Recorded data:
....

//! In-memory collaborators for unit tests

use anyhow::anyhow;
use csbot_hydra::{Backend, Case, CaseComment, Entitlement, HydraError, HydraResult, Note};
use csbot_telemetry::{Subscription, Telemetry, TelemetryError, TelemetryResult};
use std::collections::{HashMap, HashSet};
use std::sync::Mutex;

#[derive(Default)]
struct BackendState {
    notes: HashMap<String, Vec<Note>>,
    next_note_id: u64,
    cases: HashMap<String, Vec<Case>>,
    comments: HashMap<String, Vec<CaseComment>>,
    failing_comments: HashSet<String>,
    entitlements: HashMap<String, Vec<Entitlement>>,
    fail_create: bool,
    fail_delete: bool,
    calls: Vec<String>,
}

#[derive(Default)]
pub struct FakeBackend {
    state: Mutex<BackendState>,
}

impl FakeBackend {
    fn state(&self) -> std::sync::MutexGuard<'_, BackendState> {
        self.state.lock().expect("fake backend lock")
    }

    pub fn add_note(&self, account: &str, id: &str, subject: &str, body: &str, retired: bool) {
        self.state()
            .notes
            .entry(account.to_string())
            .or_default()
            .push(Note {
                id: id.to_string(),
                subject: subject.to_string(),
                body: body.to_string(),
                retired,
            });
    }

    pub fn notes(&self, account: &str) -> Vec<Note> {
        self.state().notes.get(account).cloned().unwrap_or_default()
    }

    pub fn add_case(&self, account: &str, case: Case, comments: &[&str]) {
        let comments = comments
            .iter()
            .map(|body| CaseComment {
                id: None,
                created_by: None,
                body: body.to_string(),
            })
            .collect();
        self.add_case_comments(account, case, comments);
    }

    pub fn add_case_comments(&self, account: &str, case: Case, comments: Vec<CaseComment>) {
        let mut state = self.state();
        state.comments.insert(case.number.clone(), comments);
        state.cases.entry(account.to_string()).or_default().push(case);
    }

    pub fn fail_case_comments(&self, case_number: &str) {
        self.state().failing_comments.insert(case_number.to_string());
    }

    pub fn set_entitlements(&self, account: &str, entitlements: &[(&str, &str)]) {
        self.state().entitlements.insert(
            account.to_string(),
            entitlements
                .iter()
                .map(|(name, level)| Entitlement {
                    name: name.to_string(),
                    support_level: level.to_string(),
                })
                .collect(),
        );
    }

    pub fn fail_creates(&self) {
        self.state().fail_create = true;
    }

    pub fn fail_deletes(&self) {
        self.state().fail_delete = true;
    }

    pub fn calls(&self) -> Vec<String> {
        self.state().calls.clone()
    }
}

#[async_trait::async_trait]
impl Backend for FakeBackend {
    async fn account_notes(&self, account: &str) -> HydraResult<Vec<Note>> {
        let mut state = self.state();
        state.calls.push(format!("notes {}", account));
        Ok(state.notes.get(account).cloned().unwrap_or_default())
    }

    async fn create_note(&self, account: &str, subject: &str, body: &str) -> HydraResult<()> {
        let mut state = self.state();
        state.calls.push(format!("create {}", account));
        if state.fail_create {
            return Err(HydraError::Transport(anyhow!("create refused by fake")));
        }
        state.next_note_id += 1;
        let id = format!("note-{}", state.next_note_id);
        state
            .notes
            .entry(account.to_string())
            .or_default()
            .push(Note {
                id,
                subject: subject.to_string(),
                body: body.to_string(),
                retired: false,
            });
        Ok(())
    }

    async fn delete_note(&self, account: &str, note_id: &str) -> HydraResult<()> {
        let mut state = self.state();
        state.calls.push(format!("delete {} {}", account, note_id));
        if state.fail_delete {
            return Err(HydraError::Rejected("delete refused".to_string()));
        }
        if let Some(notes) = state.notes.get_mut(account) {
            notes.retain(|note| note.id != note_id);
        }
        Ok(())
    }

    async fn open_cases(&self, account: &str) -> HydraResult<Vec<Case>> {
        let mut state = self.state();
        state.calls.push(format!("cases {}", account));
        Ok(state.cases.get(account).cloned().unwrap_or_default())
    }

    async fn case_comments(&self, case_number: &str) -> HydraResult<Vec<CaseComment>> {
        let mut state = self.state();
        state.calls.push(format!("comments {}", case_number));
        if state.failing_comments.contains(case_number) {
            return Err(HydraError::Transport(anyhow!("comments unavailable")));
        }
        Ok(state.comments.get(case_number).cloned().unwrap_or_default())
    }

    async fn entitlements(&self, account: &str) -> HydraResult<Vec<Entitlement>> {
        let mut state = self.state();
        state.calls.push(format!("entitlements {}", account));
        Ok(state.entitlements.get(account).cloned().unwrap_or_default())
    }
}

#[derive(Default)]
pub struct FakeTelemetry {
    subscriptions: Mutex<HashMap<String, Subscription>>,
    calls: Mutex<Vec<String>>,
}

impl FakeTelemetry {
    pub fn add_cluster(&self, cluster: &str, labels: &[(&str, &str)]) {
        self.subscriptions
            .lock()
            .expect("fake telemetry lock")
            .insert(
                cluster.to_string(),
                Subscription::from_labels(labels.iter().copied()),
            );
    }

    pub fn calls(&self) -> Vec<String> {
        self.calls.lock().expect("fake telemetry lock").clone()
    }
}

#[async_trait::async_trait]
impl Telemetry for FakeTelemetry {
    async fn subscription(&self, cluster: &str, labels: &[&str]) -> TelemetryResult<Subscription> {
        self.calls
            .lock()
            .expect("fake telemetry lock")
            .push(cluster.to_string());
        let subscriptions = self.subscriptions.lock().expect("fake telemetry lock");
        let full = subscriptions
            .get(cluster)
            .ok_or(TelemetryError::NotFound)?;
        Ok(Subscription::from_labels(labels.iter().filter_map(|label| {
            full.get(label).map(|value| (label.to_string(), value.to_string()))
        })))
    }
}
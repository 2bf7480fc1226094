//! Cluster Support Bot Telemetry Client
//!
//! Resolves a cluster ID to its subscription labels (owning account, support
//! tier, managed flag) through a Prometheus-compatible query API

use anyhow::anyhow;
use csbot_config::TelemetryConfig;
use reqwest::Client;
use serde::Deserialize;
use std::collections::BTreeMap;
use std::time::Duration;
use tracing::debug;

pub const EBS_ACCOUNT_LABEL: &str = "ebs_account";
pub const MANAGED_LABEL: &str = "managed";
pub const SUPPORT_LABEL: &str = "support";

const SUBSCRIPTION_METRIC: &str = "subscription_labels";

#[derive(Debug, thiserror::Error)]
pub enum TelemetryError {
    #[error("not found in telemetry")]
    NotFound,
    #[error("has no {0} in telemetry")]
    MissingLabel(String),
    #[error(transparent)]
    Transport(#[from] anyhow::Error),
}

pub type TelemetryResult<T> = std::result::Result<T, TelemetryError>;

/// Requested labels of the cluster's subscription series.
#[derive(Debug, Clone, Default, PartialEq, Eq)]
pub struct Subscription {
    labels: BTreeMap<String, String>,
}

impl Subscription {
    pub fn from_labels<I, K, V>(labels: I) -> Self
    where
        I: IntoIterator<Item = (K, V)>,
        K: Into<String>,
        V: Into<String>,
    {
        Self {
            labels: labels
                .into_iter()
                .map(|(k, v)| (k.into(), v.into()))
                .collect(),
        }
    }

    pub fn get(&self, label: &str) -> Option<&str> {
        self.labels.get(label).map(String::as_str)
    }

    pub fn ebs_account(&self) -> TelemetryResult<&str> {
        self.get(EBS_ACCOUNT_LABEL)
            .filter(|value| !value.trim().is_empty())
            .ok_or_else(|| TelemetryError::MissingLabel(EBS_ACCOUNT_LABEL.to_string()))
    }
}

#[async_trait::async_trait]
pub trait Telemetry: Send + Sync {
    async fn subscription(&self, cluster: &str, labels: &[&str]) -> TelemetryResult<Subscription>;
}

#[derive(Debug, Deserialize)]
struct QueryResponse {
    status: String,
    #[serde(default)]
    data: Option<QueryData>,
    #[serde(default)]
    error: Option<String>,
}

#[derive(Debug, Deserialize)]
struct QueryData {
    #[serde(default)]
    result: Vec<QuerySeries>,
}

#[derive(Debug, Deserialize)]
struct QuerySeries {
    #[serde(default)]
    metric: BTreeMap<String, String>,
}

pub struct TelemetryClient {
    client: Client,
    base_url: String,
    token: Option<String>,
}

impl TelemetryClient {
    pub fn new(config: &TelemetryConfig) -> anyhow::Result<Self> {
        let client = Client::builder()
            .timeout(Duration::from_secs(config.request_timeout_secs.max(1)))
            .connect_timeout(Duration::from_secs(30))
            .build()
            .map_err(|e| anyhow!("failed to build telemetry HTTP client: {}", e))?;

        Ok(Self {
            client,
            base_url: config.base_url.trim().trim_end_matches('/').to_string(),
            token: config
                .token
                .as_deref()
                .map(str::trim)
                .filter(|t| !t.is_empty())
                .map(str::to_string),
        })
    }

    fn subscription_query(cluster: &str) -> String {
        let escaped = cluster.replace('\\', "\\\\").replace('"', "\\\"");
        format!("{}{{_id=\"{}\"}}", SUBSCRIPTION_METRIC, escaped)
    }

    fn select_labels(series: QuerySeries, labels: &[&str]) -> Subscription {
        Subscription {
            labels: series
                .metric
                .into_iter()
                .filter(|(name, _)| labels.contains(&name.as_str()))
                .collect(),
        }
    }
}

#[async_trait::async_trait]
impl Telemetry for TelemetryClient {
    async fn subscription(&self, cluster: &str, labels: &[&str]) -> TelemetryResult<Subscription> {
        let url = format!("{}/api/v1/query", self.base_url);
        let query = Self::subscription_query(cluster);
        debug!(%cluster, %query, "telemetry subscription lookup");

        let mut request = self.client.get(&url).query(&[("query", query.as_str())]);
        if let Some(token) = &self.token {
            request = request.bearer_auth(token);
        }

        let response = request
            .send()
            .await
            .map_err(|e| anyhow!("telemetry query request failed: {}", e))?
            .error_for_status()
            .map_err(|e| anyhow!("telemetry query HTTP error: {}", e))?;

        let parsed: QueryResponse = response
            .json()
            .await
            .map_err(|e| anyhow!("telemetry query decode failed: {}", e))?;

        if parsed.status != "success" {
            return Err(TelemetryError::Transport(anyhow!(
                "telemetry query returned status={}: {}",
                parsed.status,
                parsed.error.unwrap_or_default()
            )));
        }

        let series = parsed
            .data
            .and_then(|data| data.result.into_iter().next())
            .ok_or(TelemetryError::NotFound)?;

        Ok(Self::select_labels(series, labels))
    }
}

....

== Action item ==
For the data above, state only how many lines include the word "value".

== The completed task ==
2